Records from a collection

..............................

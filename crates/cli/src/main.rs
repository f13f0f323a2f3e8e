// SPDX-License-Identifier: BUSL-1.1
// Copyright (c) 2026 Alfred Jean LLC

//! `mirage-debug`: debug Go and Rust workloads running in Kubernetes pods.

// Allow panic!/unwrap/expect in test code
#![cfg_attr(test, allow(clippy::panic))]
#![cfg_attr(test, allow(clippy::unwrap_used))]
#![cfg_attr(test, allow(clippy::expect_used))]

mod client;
mod client_queries;
mod color;
mod commands;
mod daemon_process;
mod env;
mod exit_error;
mod output;

use anyhow::Result;
use clap::{Parser, Subcommand};

use commands::{app, daemon, debug, session};
use output::OutputFormat;

#[derive(Parser)]
#[command(
    name = "mirage-debug",
    version,
    about = "Debug Go and Rust workloads inside Kubernetes pods",
    styles = color::styles()
)]
struct Cli {
    /// Output format
    #[arg(short = 'o', long = "output", value_enum, default_value_t, global = true)]
    output: OutputFormat,

    #[command(subcommand)]
    command: Commands,
}

#[derive(Subcommand)]
enum Commands {
    /// Manage registered apps
    App(app::AppArgs),
    /// Prepare the workload, build locally, and launch under the debugger
    Debug(debug::DebugArgs),
    /// Show an app's debug status
    Status { app: String },
    /// Restore an app's workload to its pre-debug template
    Rollback { app: String },
    /// Stop an app's port-forward tunnel
    Stop { app: String },
    /// Daemon management
    Daemon(daemon::DaemonArgs),
}

#[tokio::main]
async fn main() {
    let cli = Cli::parse();
    if let Err(e) = run(cli).await {
        eprintln!("Error: {e:#}");
        std::process::exit(exit_error::code_for(&e));
    }
}

async fn run(cli: Cli) -> Result<()> {
    let format = cli.output;
    match cli.command {
        Commands::App(args) => app::app(args, format).await,
        Commands::Debug(args) => debug::debug(args, format).await,
        Commands::Status { app } => session::status(app, format).await,
        Commands::Rollback { app } => session::rollback(app, format).await,
        Commands::Stop { app } => session::stop(app, format).await,
        Commands::Daemon(args) => daemon::daemon(args, format).await,
    }
}

#[cfg(test)]
#[path = "main_tests.rs"]
mod tests;
// SPDX-License-Identifier: BUSL-1.1
// Copyright (c) 2026 Alfred Jean LLC

//! Debuggee launch and workload rollback.

use mirage_adapters::kube::copy::copy_to_pod;
use mirage_adapters::kube::template::{self, DEBUG_OUTPUT};
use mirage_adapters::kube::sh;
use mirage_adapters::{Cluster, ContainerRef, ExecOptions, KubeError, TunnelDialer, WorkloadRef};
use mirage_core::AppStatus;
use mirage_storage::AppRegistry;

use super::{Debuggee, Orchestrator};
use crate::{OrchestratorError, Phase};

/// Longest process name `pkill` matches against (`comm`).
const PROCESS_NAME_MAX: usize = 15;

impl<C, D, R> Orchestrator<C, D, R>
where
    C: Cluster,
    D: TunnelDialer,
    R: AppRegistry,
{
    /// Copy the locally built debuggee into the pod and launch it under the
    /// debug tool.
    ///
    /// Returns once the launch has survived the settle delay. The remote
    /// process keeps running in the background with its output appended to
    /// [`DEBUG_OUTPUT`].
    pub async fn start_debugging(&self, name: &str) -> Result<AppStatus, OrchestratorError> {
        let _guard = self.app_locks.lock(name.to_string()).await;
        let result = self.start_debugging_locked(name).await;
        if let Err(e) = &result {
            self.settle_after_error(name, e).await;
        }
        result
    }

    async fn start_debugging_locked(&self, name: &str) -> Result<AppStatus, OrchestratorError> {
        let mut app = self.registry.get(name)?;
        let local = app
            .local_config
            .clone()
            .ok_or_else(|| OrchestratorError::MissingLocalConfig(name.to_string()))?;
        let remote = app
            .remote_config
            .clone()
            .ok_or_else(|| OrchestratorError::NotInitialized(name.to_string()))?;
        let adaptor = self.languages.get(app.program_type)?;
        let command = adaptor.debug_command(&app)?;
        let target = self.current_container(&app).await?;

        // The pod may have been replaced since init: the tool and the tunnel
        // must follow the debuggee.
        let tunnel_pod = self.tunnel_pod(name).await;
        if tunnel_pod.as_deref() != Some(target.pod.as_str()) {
            let source = local
                .debug_tool_builder
                .as_ref()
                .map(|b| b.source)
                .ok_or_else(|| OrchestratorError::MissingDebugToolBuilder(name.to_string()))?;
            tracing::info!(
                app = %name,
                old_pod = tunnel_pod.as_deref().unwrap_or("-"),
                new_pod = %target.pod,
                "pod changed since init, reinstalling debug tool",
            );
            self.enter(name, Phase::ToolProvisioning);
            self.install_debug_tool(&mut app, adaptor.as_ref(), source, &target).await?;
            self.registry.update(&app)?;
            self.enter(name, Phase::TunnelEstablishing);
            self.ensure_tunnel(name, &target.namespace, &target.pod, remote.remote_debugging_port)
                .await;
        }

        self.forget_debuggee(name);
        let binary_name = local.binary_name();
        self.ensure_remote_dir(&target, &remote.remote_app_location).await?;
        copy_to_pod(
            &self.cluster,
            &target,
            &local.binary_path(),
            Some(&binary_name),
            &remote.remote_app_location,
        )
        .await?;
        tracing::info!(app = %name, pod = %target.pod, binary = %binary_name, "debuggee copied");

        for process in [remote.debug_tool_name(), binary_name.as_str()] {
            self.pre_kill(&target, process).await;
        }

        let launch = sh(format!("exec {command} >> {DEBUG_OUTPUT} 2>&1"));
        let cluster = self.cluster.clone();
        let exec_target = target.clone();
        let mut handle = tokio::spawn(async move {
            cluster.exec(&exec_target, launch, ExecOptions::default()).await
        });

        let debugging = match tokio::time::timeout(self.config.settle, &mut handle).await {
            Err(_elapsed) => {
                self.debuggees
                    .lock()
                    .insert(name.to_string(), Debuggee { pod: target.pod.clone(), handle });
                true
            }
            Ok(Ok(Ok(_))) => {
                tracing::warn!(app = %name, pod = %target.pod, "debuggee exited during settle delay");
                false
            }
            Ok(Ok(Err(e))) => return Err(OrchestratorError::Launch(e)),
            Ok(Err(join)) => return Err(OrchestratorError::Launch(KubeError::Exec(join.to_string()))),
        };

        self.enter(name, if debugging { Phase::Debugging } else { Phase::Ready });
        tracing::info!(app = %name, pod = %target.pod, debugging, "debuggee launched");
        let configured = self.is_configured(&app).await;
        let connected = self.is_connected(name).await;
        Ok(AppStatus::new(name).configured(configured).connected(connected).debugging(debugging))
    }

    /// Best effort; a missing process or missing `pkill` is fine.
    async fn pre_kill(&self, target: &ContainerRef, process: &str) {
        let pattern: String = process.chars().take(PROCESS_NAME_MAX).collect();
        if pattern.is_empty() {
            return;
        }
        let argv = vec!["pkill".to_string(), "-9".to_string(), pattern];
        if let Err(e) = self.cluster.exec(target, argv, ExecOptions::default()).await {
            tracing::debug!(pod = %target.pod, %process, error = %e, "pre-kill");
        }
    }

    /// Write the pre-debug snapshot back as the live pod template.
    ///
    /// The tunnel and the installed tool are left in place, and the
    /// snapshot is kept so a later init starts from the same original.
    pub async fn rollback(&self, name: &str) -> Result<AppStatus, OrchestratorError> {
        let _guard = self.app_locks.lock(name.to_string()).await;
        let result = self.rollback_locked(name).await;
        if let Err(e) = &result {
            self.settle_after_error(name, e).await;
        }
        result
    }

    async fn rollback_locked(&self, name: &str) -> Result<AppStatus, OrchestratorError> {
        let app = self.registry.get(name)?;
        let snapshot = app
            .remote_config
            .as_ref()
            .filter(|r| r.has_snapshot())
            .map(|r| r.initial_config.as_str())
            .ok_or_else(|| OrchestratorError::NoSnapshot(name.to_string()))?;
        let original = template::restore(snapshot)?;

        let workload = WorkloadRef::of(&app);
        self.cluster.replace_pod_template(&workload, original).await?;
        self.forget_debuggee(name);
        self.enter(name, Phase::Idle);
        tracing::info!(app = %name, %workload, "workload rolled back");

        let connected = self.is_connected(name).await;
        Ok(AppStatus::new(name).connected(connected))
    }
}

#[cfg(test)]
#[path = "debug_tests.rs"]
mod tests;
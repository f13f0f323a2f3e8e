// SPDX-License-Identifier: BUSL-1.1
// Copyright (c) 2026 Alfred Jean LLC

//! In-memory registry for tests

use std::collections::BTreeMap;
use std::sync::Arc;

use mirage_core::App;
use parking_lot::Mutex;

use crate::registry::{validate_app, AppRegistry, RegistryError};

/// Registry backed by a shared map. Clones see the same apps.
#[derive(Clone, Default)]
pub struct MemoryRegistry {
    apps: Arc<Mutex<BTreeMap<String, App>>>,
}

impl MemoryRegistry {
    pub fn new() -> Self {
        Self::default()
    }

    /// Registry pre-populated with `apps`.
    pub fn with_apps(apps: impl IntoIterator<Item = App>) -> Self {
        let registry = Self::new();
        {
            let mut map = registry.apps.lock();
            for app in apps {
                map.insert(app.name.clone(), app);
            }
        }
        registry
    }
}

impl AppRegistry for MemoryRegistry {
    fn create(&self, app: &App) -> Result<(), RegistryError> {
        validate_app(app)?;
        let mut apps = self.apps.lock();
        if apps.contains_key(&app.name) {
            return Err(RegistryError::AlreadyExists(app.name.clone()));
        }
        apps.insert(app.name.clone(), app.clone());
        Ok(())
    }

    fn get(&self, name: &str) -> Result<App, RegistryError> {
        self.apps.lock().get(name).cloned().ok_or_else(|| RegistryError::NotFound(name.to_string()))
    }

    fn update(&self, app: &App) -> Result<(), RegistryError> {
        validate_app(app)?;
        match self.apps.lock().get_mut(&app.name) {
            Some(slot) => {
                *slot = app.clone();
                Ok(())
            }
            None => Err(RegistryError::NotFound(app.name.clone())),
        }
    }

    fn delete(&self, name: &str) -> Result<App, RegistryError> {
        self.apps.lock().remove(name).ok_or_else(|| RegistryError::NotFound(name.to_string()))
    }

    fn list(&self) -> Result<Vec<App>, RegistryError> {
        Ok(self.apps.lock().values().cloned().collect())
    }
}
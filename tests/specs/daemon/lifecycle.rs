// SPDX-License-Identifier: BUSL-1.1
// Copyright (c) 2026 Alfred Jean LLC

//! Daemon lifecycle specs
//!
//! Verify daemon start/stop/status and the not-running paths.

use crate::prelude::*;

#[test]
fn status_reports_not_running() {
    let temp = Project::empty();
    let out = temp.mirage().args(&["daemon", "status"]).passes().stdout();
    similar_asserts::assert_eq!(out, "Daemon not running\n");
}

#[test]
fn stop_when_not_running_is_not_an_error() {
    let temp = Project::empty();
    let out = temp.mirage().args(&["daemon", "stop"]).passes().stdout();
    similar_asserts::assert_eq!(out, "Daemon not running\n");
}

#[test]
fn stop_session_without_daemon_exits_not_running() {
    let temp = Project::empty();
    let err = temp.mirage().args(&["stop", "demo"]).exits(3).stderr();
    assert!(err.contains("Daemon not running"), "{err}");
}

#[test]
fn start_status_stop_cycle() {
    let temp = Project::empty();

    let out = temp.mirage().args(&["daemon", "start"]).passes().stdout();
    similar_asserts::assert_eq!(out, "Daemon started\n");
    assert!(temp.config_dir().join("daemon.sock").exists());
    assert!(temp.config_dir().join("daemon.pid").exists());

    let out = temp.mirage().args(&["daemon", "start"]).passes().stdout();
    similar_asserts::assert_eq!(out, "Daemon already running\n");

    let status = temp.mirage().args(&["daemon", "status", "-o", "json"]).passes().json();
    assert_eq!(status["status"], "running");
    assert_eq!(status["version"], env!("CARGO_PKG_VERSION"));
    assert_eq!(status["apps"], 0);

    let out = temp.mirage().args(&["daemon", "stop"]).passes().stdout();
    similar_asserts::assert_eq!(out, "Daemon stopped\n");
    assert!(!temp.config_dir().join("daemon.sock").exists());
    let pid_gone = wait_for(SPEC_WAIT_MAX_MS, || !temp.config_dir().join("daemon.pid").exists());
    assert!(pid_gone, "pid file should be removed on shutdown");
}

#[test]
fn daemon_writes_log_file() {
    let temp = Project::empty();
    temp.mirage().args(&["daemon", "start"]).passes();
    temp.mirage().args(&["daemon", "stop"]).passes();

    let log_path = temp.config_dir().join("daemon.log");
    let flushed = wait_for(SPEC_WAIT_MAX_MS, || {
        std::fs::read_to_string(&log_path).is_ok_and(|log| log.contains("Daemon shutdown complete"))
    });
    let log = std::fs::read_to_string(&log_path).unwrap_or_default();
    assert!(flushed, "shutdown should be logged:\n{log}");
    assert!(log.contains("Starting daemon"), "{log}");
}

#[test]
fn stop_session_for_idle_app_reports_no_tunnel() {
    let temp = Project::empty();
    temp.mirage().args(&["app", "create", "demo", "--build-output", "bin/demo"]).passes();

    let out = temp.mirage().args(&["stop", "demo"]).passes().stdout();
    similar_asserts::assert_eq!(out, "No tunnel running for 'demo'\n");
}
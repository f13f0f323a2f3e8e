// SPDX-License-Identifier: BUSL-1.1
// Copyright (c) 2026 Alfred Jean LLC

//! Language adaptors: one per program type.
//!
//! An adaptor knows how to build the debuggee locally, how to launch it
//! under its debugger in the container, and which debug tool it needs.

mod golang;
mod rust;

use std::collections::HashMap;
use std::path::PathBuf;
use std::sync::Arc;

use async_trait::async_trait;
use mirage_core::{App, LocalConfig, ProgramType, RemoteConfig};
use thiserror::Error;

use crate::tools::{DebugTool, Recipe, ToolError, ToolProvisioner};

pub use golang::GoAdaptor;
pub use rust::RustAdaptor;

/// Errors from language adaptors
#[derive(Debug, Error)]
pub enum LangError {
    #[error("{adaptor} adaptor cannot handle {app} app")]
    ProgramMismatch { adaptor: ProgramType, app: ProgramType },
    #[error("no language adaptor for {0}")]
    Unsupported(ProgramType),
    #[error("app '{0}' has no local config")]
    MissingLocalConfig(String),
    #[error("app '{0}' has no remote config; initialize it first")]
    MissingRemoteConfig(String),
    #[error("{tool} has no default recipe that can run in the container; set build commands")]
    NoRemoteRecipe { tool: &'static str },
    #[error(transparent)]
    Tool(#[from] ToolError),
}

impl LangError {
    pub fn is_configuration(&self) -> bool {
        !matches!(self, LangError::Tool(ToolError::Build { .. } | ToolError::Download { .. } | ToolError::Io(_)))
    }
}

/// Capabilities that vary by program type.
#[async_trait]
pub trait LanguageAdaptor: Send + Sync {
    fn program_type(&self) -> ProgramType;

    /// Debugger installed into the container for this language.
    fn debug_tool(&self) -> &dyn DebugTool;

    /// Shell command that builds the debuggee, run from `working_dir`.
    fn build_command(&self, app: &App) -> Result<String, LangError>;

    /// Shell command that starts the debugger listening on the remote port.
    fn debug_command(&self, app: &App) -> Result<String, LangError>;

    /// Provision this language's debug tool locally for the app's architecture.
    async fn provision_debug_tool(
        &self,
        app: &App,
        tools: &ToolProvisioner,
    ) -> Result<PathBuf, LangError> {
        let local = self.check(app)?;
        let overrides =
            local.debug_tool_builder.as_ref().map(|b| b.build_commands.as_slice()).unwrap_or_default();
        Ok(tools.ensure_local_tool(self.debug_tool(), app.remote_runtime.target_arch, overrides).await?)
    }

    /// Commands that build the debug tool inside the container, writing
    /// `$MIRAGE_TOOL_DEST`. Used when the tool builder type is `remote`.
    fn remote_build_commands(&self, app: &App) -> Result<Vec<String>, LangError> {
        let local = self.check(app)?;
        if let Some(builder) = &local.debug_tool_builder {
            if !builder.build_commands.is_empty() {
                return Ok(builder.build_commands.clone());
            }
        }
        match self.debug_tool().recipe(app.remote_runtime.target_arch)? {
            Recipe::Build(commands) => Ok(commands),
            Recipe::Download(_) => Err(LangError::NoRemoteRecipe { tool: self.debug_tool().name() }),
        }
    }

    /// Reject apps of another program type; returns the local config.
    fn check<'a>(&self, app: &'a App) -> Result<&'a LocalConfig, LangError> {
        if app.program_type != self.program_type() {
            return Err(LangError::ProgramMismatch {
                adaptor: self.program_type(),
                app: app.program_type,
            });
        }
        app.local_config.as_ref().ok_or_else(|| LangError::MissingLocalConfig(app.name.clone()))
    }
}

/// Remote config of an app, or the error adaptors report without one.
pub(crate) fn remote_config(app: &App) -> Result<&RemoteConfig, LangError> {
    app.remote_config.as_ref().ok_or_else(|| LangError::MissingRemoteConfig(app.name.clone()))
}

/// Path of the debuggee inside the container.
pub(crate) fn remote_binary(local: &LocalConfig, remote: &RemoteConfig) -> String {
    remote.remote_binary(&local.binary_name())
}

/// Adaptors keyed by program type.
#[derive(Clone)]
pub struct LanguageAdaptors {
    adaptors: HashMap<ProgramType, Arc<dyn LanguageAdaptor>>,
}

impl LanguageAdaptors {
    pub fn empty() -> Self {
        Self { adaptors: HashMap::new() }
    }

    /// Go and Rust.
    pub fn standard() -> Self {
        Self::empty().with(GoAdaptor).with(RustAdaptor)
    }

    pub fn with(mut self, adaptor: impl LanguageAdaptor + 'static) -> Self {
        self.adaptors.insert(adaptor.program_type(), Arc::new(adaptor));
        self
    }

    pub fn get(&self, program_type: ProgramType) -> Result<Arc<dyn LanguageAdaptor>, LangError> {
        self.adaptors.get(&program_type).cloned().ok_or(LangError::Unsupported(program_type))
    }
}

impl Default for LanguageAdaptors {
    fn default() -> Self {
        Self::standard()
    }
}

#[cfg(test)]
#[path = "lang_tests.rs"]
mod tests;
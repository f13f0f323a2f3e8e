// SPDX-License-Identifier: BUSL-1.1
// Copyright (c) 2026 Alfred Jean LLC

use serde::{Deserialize, Serialize};

/// Where an app is in its debug lifecycle.
///
/// ```text
/// Idle → Configuring → WaitingForPod → ToolProvisioning → TunnelEstablishing → Ready → Debugging
///  ▲                                                                             │         │
///  └──────────────────────────────── rollback ──────────────────────────────────┴─────────┘
/// ```
#[derive(Debug, Clone, Copy, Default, PartialEq, Eq, Serialize, Deserialize)]
#[serde(rename_all = "snake_case")]
pub enum Phase {
    #[default]
    Idle,
    Configuring,
    WaitingForPod,
    ToolProvisioning,
    TunnelEstablishing,
    Ready,
    Debugging,
}

impl Phase {
    pub fn as_str(&self) -> &'static str {
        match self {
            Phase::Idle => "idle",
            Phase::Configuring => "configuring",
            Phase::WaitingForPod => "waiting_for_pod",
            Phase::ToolProvisioning => "tool_provisioning",
            Phase::TunnelEstablishing => "tunnel_establishing",
            Phase::Ready => "ready",
            Phase::Debugging => "debugging",
        }
    }
}

impl std::fmt::Display for Phase {
    fn fmt(&self, f: &mut std::fmt::Formatter<'_>) -> std::fmt::Result {
        f.write_str(self.as_str())
    }
}
// SPDX-License-Identifier: BUSL-1.1
// Copyright (c) 2026 Alfred Jean LLC

//! Remote initialization.

use mirage_adapters::kube::copy::copy_to_pod;
use mirage_adapters::kube::pods::{wait_for_running, PodWait};
use mirage_adapters::kube::{sh, template};
use mirage_adapters::tools::{TARGET_ARCH_ENV, TOOL_DEST_ENV};
use mirage_adapters::{
    Cluster, ContainerRef, ExecOptions, LanguageAdaptor, TunnelDialer, WorkloadRef,
};
use mirage_core::{App, AppStatus, DebugToolSource, RemoteConfig};
use mirage_storage::AppRegistry;
use rand::Rng;
use tokio::sync::mpsc;

use super::Orchestrator;
use crate::{OrchestratorError, Phase};

impl<C, D, R> Orchestrator<C, D, R>
where
    C: Cluster,
    D: TunnelDialer,
    R: AppRegistry,
{
    /// Prepare an app's workload and pod for debugging and open its tunnel.
    ///
    /// Safe to repeat: the debug shape is always recomputed from the stored
    /// pre-debug snapshot, and the workload is only updated when the live
    /// template differs from it.
    pub async fn init_remote(&self, name: &str) -> Result<AppStatus, OrchestratorError> {
        let _guard = self.app_locks.lock(name.to_string()).await;
        let result = self.init_remote_locked(name).await;
        if let Err(e) = &result {
            self.settle_after_error(name, e).await;
        }
        result
    }

    async fn init_remote_locked(&self, name: &str) -> Result<AppStatus, OrchestratorError> {
        let mut app = self.registry.get(name)?;
        let local = app
            .local_config
            .as_ref()
            .ok_or_else(|| OrchestratorError::MissingLocalConfig(name.to_string()))?;
        let source = local
            .debug_tool_builder
            .as_ref()
            .map(|b| b.source)
            .ok_or_else(|| OrchestratorError::MissingDebugToolBuilder(name.to_string()))?;
        let adaptor = self.languages.get(app.program_type)?;

        self.enter(name, Phase::Configuring);
        let workload = WorkloadRef::of(&app);
        let namespace = app.remote_runtime.namespace.clone();
        let live = self.cluster.pod_template(&workload).await?;
        let container =
            template::resolve_container(&live, app.remote_runtime.container_name.as_deref())?;
        app.remote_runtime.container_name = Some(container.clone());

        let remote = app.remote_config.get_or_insert_with(|| {
            let port = rand::thread_rng().gen_range(self.config.port_range.clone());
            tracing::info!(app = %name, port, "assigned remote debugging port");
            RemoteConfig::new(&self.config.remote_tool_path, &self.config.remote_app_location, port)
        });
        let port = remote.remote_debugging_port;
        let no_modify = remote.no_modify_config;

        let desired = if no_modify {
            None
        } else {
            let original = if remote.has_snapshot() {
                template::restore(&remote.initial_config)?
            } else {
                remote.initial_config = template::snapshot(&live)?;
                live.clone()
            };
            Some(template::apply_debug_shape(&original, name, &container)?)
        };

        // Persist the snapshot before touching the workload.
        self.registry.update(&app)?;

        let mut rolled_out = false;
        let mut configured = template::is_configured(&live, name);
        if let Some(desired) = desired {
            configured = template::is_configured(&desired, name);
            if desired != live {
                tracing::info!(app = %name, %workload, "applying debug shape");
                self.cluster.replace_pod_template(&workload, desired).await?;
                rolled_out = true;
            } else {
                tracing::debug!(app = %name, %workload, "workload already in debug shape");
            }
        }

        self.enter(name, Phase::WaitingForPod);
        let selector = self.pod_selector(&app).await?;
        let wait = PodWait { delay_first_poll: rolled_out, ..self.config.pod_wait };
        let pod = wait_for_running(&self.cluster, &namespace, &selector, wait).await?;
        let target = ContainerRef::new(&namespace, &pod, &container);

        self.enter(name, Phase::ToolProvisioning);
        self.install_debug_tool(&mut app, adaptor.as_ref(), source, &target).await?;
        self.registry.update(&app)?;

        self.enter(name, Phase::TunnelEstablishing);
        self.ensure_tunnel(name, &namespace, &pod, port).await;

        self.enter(name, Phase::Ready);
        tracing::info!(app = %name, %pod, port, "remote initialized");
        Ok(AppStatus::new(name).configured(configured).connected(true))
    }

    /// Put the debug tool into the target container, either copied from the
    /// local cache or built in place.
    pub(super) async fn install_debug_tool(
        &self,
        app: &mut App,
        adaptor: &dyn LanguageAdaptor,
        source: DebugToolSource,
        target: &ContainerRef,
    ) -> Result<(), OrchestratorError> {
        match source {
            DebugToolSource::Local => self.install_local_tool(app, adaptor, target).await,
            DebugToolSource::Remote => self.build_remote_tool(app, adaptor, target).await,
        }
    }

    /// Provision the tool locally, record its cache path, and copy it in.
    async fn install_local_tool(
        &self,
        app: &mut App,
        adaptor: &dyn LanguageAdaptor,
        target: &ContainerRef,
    ) -> Result<(), OrchestratorError> {
        let path = adaptor.provision_debug_tool(app, &self.tools).await?;
        if let Some(builder) = app.local_config.as_mut().and_then(|l| l.debug_tool_builder.as_mut()) {
            builder.local_dest = Some(path.clone());
        }

        let remote = app
            .remote_config
            .as_ref()
            .ok_or_else(|| OrchestratorError::NotInitialized(app.name.clone()))?;
        self.ensure_remote_dir(target, remote.debug_tool_dir()).await?;
        copy_to_pod(
            &self.cluster,
            target,
            &path,
            Some(remote.debug_tool_name()),
            remote.debug_tool_dir(),
        )
        .await?;
        tracing::info!(app = %app.name, pod = %target.pod, tool = %remote.debug_tool_path, "debug tool installed");
        Ok(())
    }

    /// Build the tool inside the container, streaming its output to the log.
    async fn build_remote_tool(
        &self,
        app: &App,
        adaptor: &dyn LanguageAdaptor,
        target: &ContainerRef,
    ) -> Result<(), OrchestratorError> {
        let remote = app
            .remote_config
            .as_ref()
            .ok_or_else(|| OrchestratorError::NotInitialized(app.name.clone()))?;
        let commands = adaptor.remote_build_commands(app)?;
        let script = format!(
            "set -e\nmkdir -p {dir}\nexport {TOOL_DEST_ENV}={path} {TARGET_ARCH_ENV}={arch}\n\
             cd \"$(mktemp -d)\"\n{commands}\nchmod +x {path}",
            dir = remote.debug_tool_dir(),
            path = remote.debug_tool_path,
            arch = app.remote_runtime.target_arch,
            commands = commands.join("\n"),
        );

        let (tx, mut rx) = mpsc::unbounded_channel::<String>();
        let app_name = app.name.clone();
        let relay = tokio::spawn(async move {
            while let Some(line) = rx.recv().await {
                tracing::info!(app = %app_name, "remote build: {line}");
            }
        });
        let built = self.cluster.exec(target, sh(script), ExecOptions::with_live(tx)).await;
        let _ = relay.await;
        built?;
        tracing::info!(app = %app.name, pod = %target.pod, tool = %remote.debug_tool_path, "debug tool built in container");
        Ok(())
    }
}

#[cfg(test)]
#[path = "init_tests.rs"]
mod tests;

..............................

WHAT IS BEING ASKED: Each line in the data that holds the string "inside" needs to be copied.

SOLUTION FOR THIS PROBLEM:
    about = "Debug Go and Rust workloads inside Kubernetes pods",
    /// Commands that build the debug tool inside the container, writing
/// Path of the debuggee inside the container.
    /// Build the tool inside the container, streaming its output to the log.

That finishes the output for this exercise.